Громко, грозно прозвучал голос Астафьева. Воздух мгновенно сгустился, стало трудно дышать. Астафьеву, видимо, тоже. Дёрганым жестом он ослабил галстук. Смотрел зло. Желваки на скулах ходили.

— Здравствуйте, — промямлил я.

— И давно ты за моей спиной крутишь шашни с этой шлюхой? Я для тебя и то, и сё, а ты, значит, вот так.

Я молчал, предчувствуя страшное.

— Руки убери. Не смей его трогать. Тварь! Пригрел на свою голову.

Лис медленно убрал руки с моих плеч.

— Подойди ко мне. Живо!

Я не понял, кому адресовалась реплика, но Лис сделал несколько шагов вперёд. Долго, наверное, с минуту, Астафьев, презрительно скривив губу, всматривался в лицо Лиса. Потом ударил кулаком в голову. Лис пошатнулся. Следующий удар пришёлся в живот. Лис согнулся пополам. Удар по лопаткам уложил Лиса на пол. Дальше Астафьев беспорядочно пинал Лиса ногами. Всё произошло слишком быстро. Но мне казалось, что время застыло. Что я слишком долго пытался совладать с шоком. И только когда Лис оказался на полу, я прыгнул на спину Астафьеву, пытаясь остановить его. Он развернулся и заехал мне локтем в бок так резко, что я, падая, ударился головой об угол стола. Боли почти не чувствовал, только странную слабость. Оказавшись на полу, я не оставил попыток помешать этому монстру, схватился мёртвой хваткой за его ногу, повис на ней. Только не позволить ему бить Лиса. Защитить хотя бы таким глупым способом.

При этом я умолял Астафьева, упрашивал прекратить, всхлипывал и, кажется, плакал. Он был глух и пытался скинуть меня, дёргая ногой.

— Вова! Вова! — заорал он.

Когда появился Вронский, Астафьев продолжил кричать:

— Вова, твою мать! Пристрели их нахер!

Вронский широким шагом подошёл к нам. Сейчас в упор. И всё. Интересно, кого сначала. Но Вронский стрелять не стал. Оттащил Астафьева, заломив ему руки. Игнорируя отборную ругань и угрозы уволить, вызвал по рации охрану.

Я подполз ближе к неподвижному Лису. Обнял его.

Астафьев смотрел на мои действия, тяжело дыша. Лицо его было красным с проступившим потом.

— Запереть их. В комнату, — прохрипел он. — Завтра одного в бордель, а второго в дурку.

Ребята Вронского подхватили нас, волоком дотащили до моей комнаты. Затолкали в дверь. И заперли.

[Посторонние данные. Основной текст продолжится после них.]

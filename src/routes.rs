mod grade;

pub use grade::*;

use actix_web::error::{InternalError, JsonPayloadError};
use actix_web::{HttpRequest, HttpResponse, Responder, post};
use serde::{Deserialize, Serialize};

#[derive(Serialize, Deserialize, Debug, PartialEq, Eq)]
pub struct ErrorResponse {
    pub reason: String,
    pub code: u32,
}

impl ErrorResponse {
    pub fn new(reason: &str, code: u32) -> Self {
        Self {
            reason: reason.to_string(),
            code,
        }
    }
}

pub fn json_error_handler(err: JsonPayloadError, _req: &HttpRequest) -> actix_web::Error {
    let response = HttpResponse::BadRequest().json(ErrorResponse::new("ERR_INVALID_ARGUMENT", 1));
    InternalError::from_response(err, response).into()
}

/// NOTE: DO NOT REMOVE: used in automatic testing
#[post("/internal/exit")]
#[allow(unreachable_code)]
pub async fn exit() -> impl Responder {
    log::info!("Shutdown as requested");
    std::process::exit(0);
    "Exited".to_string()
}
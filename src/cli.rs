use std::path::PathBuf;

use clap::{Parser, Subcommand};

#[derive(Parser, Debug)]
#[command(name = "mattermost-reactions-webhook")]
#[command(about = "Forwards Mattermost reactions in bot-monitored channels to a webhook", long_about = None)]
pub struct Cli {
    #[command(subcommand)]
    pub command: Option<Commands>,

    #[arg(short, long, env = "CONFIG_PATH", default_value = "config.yaml")]
    pub config: PathBuf,
}

#[derive(Subcommand, Debug, PartialEq, Eq)]
pub enum Commands {
    #[command(about = "Validate the configuration file")]
    ValidateConfig,

    #[command(about = "Print the effective configuration with secrets redacted")]
    PrintConfig,
}

#[cfg(test)]
mod tests {
    use super::*;

    #[test]
    fn defaults_to_running_the_service() {
        let cli = Cli::try_parse_from(["mattermost-reactions-webhook"]).unwrap();
        assert!(cli.command.is_none());
    }

    #[test]
    fn parses_subcommand_and_config_path() {
        let cli = Cli::try_parse_from([
            "mattermost-reactions-webhook",
            "--config",
            "/etc/reactions.yaml",
            "validate-config",
        ])
        .unwrap();
        assert_eq!(cli.config, PathBuf::from("/etc/reactions.yaml"));
        assert_eq!(cli.command, Some(Commands::ValidateConfig));
    }
}
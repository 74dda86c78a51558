use async_trait::async_trait;
use serde::{Deserialize, Serialize};
use thiserror::Error;

pub mod mattermost;
pub mod websocket;

pub use self::mattermost::MattermostClient;
pub use self::websocket::{EventListener, PlatformEvent};

#[derive(Debug, Clone, PartialEq, Eq, Serialize, Deserialize)]
pub struct Post {
    pub id: String,
    pub channel_id: String,
    #[serde(default)]
    pub user_id: String,
    #[serde(default)]
    pub message: String,
    #[serde(default)]
    pub create_at: i64,
}

#[derive(Debug, Clone, PartialEq, Eq, Serialize, Deserialize)]
pub struct Channel {
    pub id: String,
    #[serde(default)]
    pub team_id: String,
    #[serde(default)]
    pub name: String,
    #[serde(default)]
    pub display_name: String,
}

#[derive(Debug, Clone, PartialEq, Eq, Serialize, Deserialize)]
pub struct User {
    pub id: String,
    pub username: String,
}

#[derive(Debug, Clone, PartialEq, Eq, Serialize, Deserialize)]
pub struct Team {
    pub id: String,
    pub name: String,
    #[serde(default)]
    pub display_name: String,
}

#[derive(Debug, Clone, PartialEq, Eq, Serialize, Deserialize)]
pub struct Reaction {
    pub user_id: String,
    pub post_id: String,
    pub emoji_name: String,
    #[serde(default)]
    pub create_at: i64,
}

#[derive(Debug, Clone, PartialEq, Eq, Serialize, Deserialize)]
pub struct ChannelMember {
    pub channel_id: String,
    pub user_id: String,
}

/// Bot account the service runs as. Provisioned on every configuration load.
#[derive(Debug, Clone, PartialEq, Eq, Serialize, Deserialize)]
pub struct BotSpec {
    pub username: String,
    pub display_name: String,
    pub description: String,
}

#[derive(Debug, Error)]
pub enum PlatformError {
    #[error("{kind} {id} not found")]
    NotFound { kind: &'static str, id: String },

    #[error("Mattermost API {path} failed status={status}: {message}")]
    Api {
        path: String,
        status: u16,
        message: String,
    },

    #[error("request to {path} failed: {source}")]
    Transport {
        path: String,
        #[source]
        source: reqwest::Error,
    },

    #[error("failed to decode response from {path}: {message}")]
    Decode { path: String, message: String },
}

/// Lookups the service needs from the chat platform.
#[async_trait]
pub trait PlatformApi: Send + Sync {
    async fn get_post(&self, post_id: &str) -> Result<Post, PlatformError>;
    async fn get_channel(&self, channel_id: &str) -> Result<Channel, PlatformError>;
    async fn get_user(&self, user_id: &str) -> Result<User, PlatformError>;
    async fn get_team(&self, team_id: &str) -> Result<Team, PlatformError>;
    /// Every team `user_id` belongs to, including private ones.
    async fn get_teams_for_user(&self, user_id: &str) -> Result<Vec<Team>, PlatformError>;
    async fn get_channels_for_team_for_user(
        &self,
        team_id: &str,
        user_id: &str,
    ) -> Result<Vec<Channel>, PlatformError>;
    /// Returns the user id of the bot account, creating it if needed.
    async fn ensure_bot(&self, bot: &BotSpec) -> Result<String, PlatformError>;
}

Голова кружилась, комната немного плыла. Я склонился над Лисом, боясь худшего. Он лежал на полу, скрючившись, в той позе, в какой его оставил охранник. Не двигался. Выглядел жутко. Правый глаз заплыл. Вокруг налился багровый здоровый синяк, затрагивая часть лба и верх щеки. Разбитая губа припухла и кровила. Футболка задралась, обнажив крупные синие пятна на белой коже. Здоровый глаз застыл и смотрел безучастно. Только по тому, что его длинные ресницы периодически смыкались и размыкались, было понятно, что он в сознании.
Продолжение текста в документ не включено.